**TASK:** Scan the entries below, and for each line that includes the word "Pending", make a copy.
☆ ☆ ☆ ☆ ☆ ☆ ☆
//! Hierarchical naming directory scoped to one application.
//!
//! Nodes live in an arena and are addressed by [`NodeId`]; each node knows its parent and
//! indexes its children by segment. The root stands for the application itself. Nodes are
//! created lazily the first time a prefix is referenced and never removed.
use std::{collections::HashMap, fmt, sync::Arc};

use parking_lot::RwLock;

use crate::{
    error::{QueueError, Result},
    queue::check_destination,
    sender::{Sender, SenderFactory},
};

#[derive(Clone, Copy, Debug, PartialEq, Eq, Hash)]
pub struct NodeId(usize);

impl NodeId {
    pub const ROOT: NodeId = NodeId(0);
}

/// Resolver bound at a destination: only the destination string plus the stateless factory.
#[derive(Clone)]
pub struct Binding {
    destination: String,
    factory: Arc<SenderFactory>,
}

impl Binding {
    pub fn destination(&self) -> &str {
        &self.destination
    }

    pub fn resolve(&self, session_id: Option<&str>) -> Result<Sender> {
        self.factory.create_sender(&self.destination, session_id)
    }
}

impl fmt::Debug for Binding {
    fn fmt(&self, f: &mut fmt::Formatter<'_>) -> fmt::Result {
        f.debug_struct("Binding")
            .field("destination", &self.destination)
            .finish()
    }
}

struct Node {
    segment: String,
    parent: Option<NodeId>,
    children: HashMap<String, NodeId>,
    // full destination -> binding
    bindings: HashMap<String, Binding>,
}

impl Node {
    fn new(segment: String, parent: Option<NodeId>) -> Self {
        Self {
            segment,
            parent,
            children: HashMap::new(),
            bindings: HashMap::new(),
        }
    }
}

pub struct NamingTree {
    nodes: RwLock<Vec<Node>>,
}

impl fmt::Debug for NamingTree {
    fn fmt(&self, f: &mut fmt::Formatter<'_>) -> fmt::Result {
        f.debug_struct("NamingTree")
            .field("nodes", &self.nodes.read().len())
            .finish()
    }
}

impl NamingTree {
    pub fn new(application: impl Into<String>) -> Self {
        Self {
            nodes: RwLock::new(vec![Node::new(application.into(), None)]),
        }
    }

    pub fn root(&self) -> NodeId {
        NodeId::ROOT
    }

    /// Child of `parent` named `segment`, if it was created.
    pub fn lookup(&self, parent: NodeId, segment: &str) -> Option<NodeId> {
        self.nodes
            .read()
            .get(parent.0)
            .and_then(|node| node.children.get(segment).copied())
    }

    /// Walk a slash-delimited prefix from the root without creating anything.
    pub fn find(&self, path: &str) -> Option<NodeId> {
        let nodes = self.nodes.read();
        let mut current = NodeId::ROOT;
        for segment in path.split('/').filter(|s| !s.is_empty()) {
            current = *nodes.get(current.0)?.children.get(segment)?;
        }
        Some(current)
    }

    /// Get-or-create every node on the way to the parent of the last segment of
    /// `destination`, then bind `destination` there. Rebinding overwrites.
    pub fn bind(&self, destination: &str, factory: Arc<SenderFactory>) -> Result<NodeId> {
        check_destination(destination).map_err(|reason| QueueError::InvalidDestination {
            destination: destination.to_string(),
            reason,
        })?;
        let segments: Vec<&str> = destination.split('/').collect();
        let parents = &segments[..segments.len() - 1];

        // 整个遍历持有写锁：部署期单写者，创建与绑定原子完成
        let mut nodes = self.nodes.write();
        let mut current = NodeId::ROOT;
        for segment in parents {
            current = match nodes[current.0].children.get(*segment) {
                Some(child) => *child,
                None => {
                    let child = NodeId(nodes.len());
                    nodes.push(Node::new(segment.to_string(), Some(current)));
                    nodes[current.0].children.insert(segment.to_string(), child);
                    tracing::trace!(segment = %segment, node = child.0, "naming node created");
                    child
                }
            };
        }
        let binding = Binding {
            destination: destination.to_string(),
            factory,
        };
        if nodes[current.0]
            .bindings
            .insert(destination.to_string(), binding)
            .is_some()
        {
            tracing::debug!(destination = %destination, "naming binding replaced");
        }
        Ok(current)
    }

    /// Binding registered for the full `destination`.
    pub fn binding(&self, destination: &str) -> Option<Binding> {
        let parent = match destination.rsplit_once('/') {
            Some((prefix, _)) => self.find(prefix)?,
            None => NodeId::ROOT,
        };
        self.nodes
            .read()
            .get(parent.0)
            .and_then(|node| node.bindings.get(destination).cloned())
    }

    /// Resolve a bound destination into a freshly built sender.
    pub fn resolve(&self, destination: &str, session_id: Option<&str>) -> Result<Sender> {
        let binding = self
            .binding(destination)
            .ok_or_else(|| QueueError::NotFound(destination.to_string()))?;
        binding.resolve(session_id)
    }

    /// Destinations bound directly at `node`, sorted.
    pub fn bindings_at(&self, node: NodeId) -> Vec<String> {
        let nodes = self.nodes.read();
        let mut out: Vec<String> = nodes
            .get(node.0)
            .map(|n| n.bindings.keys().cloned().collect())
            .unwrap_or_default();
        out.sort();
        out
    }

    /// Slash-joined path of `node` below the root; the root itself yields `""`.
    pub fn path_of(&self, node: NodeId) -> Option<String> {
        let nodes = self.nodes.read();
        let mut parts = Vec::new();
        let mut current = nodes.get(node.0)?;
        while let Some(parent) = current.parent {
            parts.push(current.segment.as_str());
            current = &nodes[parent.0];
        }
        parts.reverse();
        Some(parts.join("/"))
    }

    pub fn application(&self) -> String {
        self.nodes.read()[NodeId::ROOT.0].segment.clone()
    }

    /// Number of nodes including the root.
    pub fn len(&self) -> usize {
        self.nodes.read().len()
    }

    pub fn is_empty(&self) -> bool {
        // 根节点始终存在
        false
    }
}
☆ ☆ ☆ ☆ ☆ ☆ ☆
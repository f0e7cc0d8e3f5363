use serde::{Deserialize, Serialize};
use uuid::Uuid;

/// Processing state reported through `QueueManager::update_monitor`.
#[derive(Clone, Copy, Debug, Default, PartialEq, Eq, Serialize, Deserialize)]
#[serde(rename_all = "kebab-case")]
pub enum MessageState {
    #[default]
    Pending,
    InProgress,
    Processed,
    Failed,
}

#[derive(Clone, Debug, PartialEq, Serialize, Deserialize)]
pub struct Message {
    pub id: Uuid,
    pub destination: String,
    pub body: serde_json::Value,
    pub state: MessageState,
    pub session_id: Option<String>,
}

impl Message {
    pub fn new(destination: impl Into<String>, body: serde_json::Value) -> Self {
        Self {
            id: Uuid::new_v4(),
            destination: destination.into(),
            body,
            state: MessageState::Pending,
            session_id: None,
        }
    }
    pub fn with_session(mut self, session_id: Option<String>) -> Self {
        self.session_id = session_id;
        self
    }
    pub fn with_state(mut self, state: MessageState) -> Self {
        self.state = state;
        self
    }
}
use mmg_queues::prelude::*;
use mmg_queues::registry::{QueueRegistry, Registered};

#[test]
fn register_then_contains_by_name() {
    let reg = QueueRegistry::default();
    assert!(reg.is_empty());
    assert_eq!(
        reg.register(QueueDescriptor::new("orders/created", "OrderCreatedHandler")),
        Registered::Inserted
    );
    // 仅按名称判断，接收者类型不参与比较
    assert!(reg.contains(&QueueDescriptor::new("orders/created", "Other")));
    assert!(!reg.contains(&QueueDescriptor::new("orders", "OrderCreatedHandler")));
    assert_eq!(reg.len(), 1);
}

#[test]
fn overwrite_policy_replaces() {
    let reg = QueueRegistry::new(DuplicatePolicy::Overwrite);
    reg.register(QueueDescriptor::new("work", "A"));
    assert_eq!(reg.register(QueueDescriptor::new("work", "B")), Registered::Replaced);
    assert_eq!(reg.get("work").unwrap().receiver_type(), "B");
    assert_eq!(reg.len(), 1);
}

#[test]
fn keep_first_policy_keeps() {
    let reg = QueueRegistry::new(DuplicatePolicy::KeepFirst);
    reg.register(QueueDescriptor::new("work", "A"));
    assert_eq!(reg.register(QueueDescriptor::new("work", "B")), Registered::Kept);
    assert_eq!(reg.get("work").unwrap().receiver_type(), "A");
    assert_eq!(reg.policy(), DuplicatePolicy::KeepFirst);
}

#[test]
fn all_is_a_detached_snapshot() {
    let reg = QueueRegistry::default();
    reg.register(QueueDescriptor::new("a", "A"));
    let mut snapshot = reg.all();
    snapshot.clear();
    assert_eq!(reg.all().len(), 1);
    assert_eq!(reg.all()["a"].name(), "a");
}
☆ ☆ ☆ ☆ ☆ ☆ ☆
**OUTPUT BELOW:**
    Pending,
            state: MessageState::Pending,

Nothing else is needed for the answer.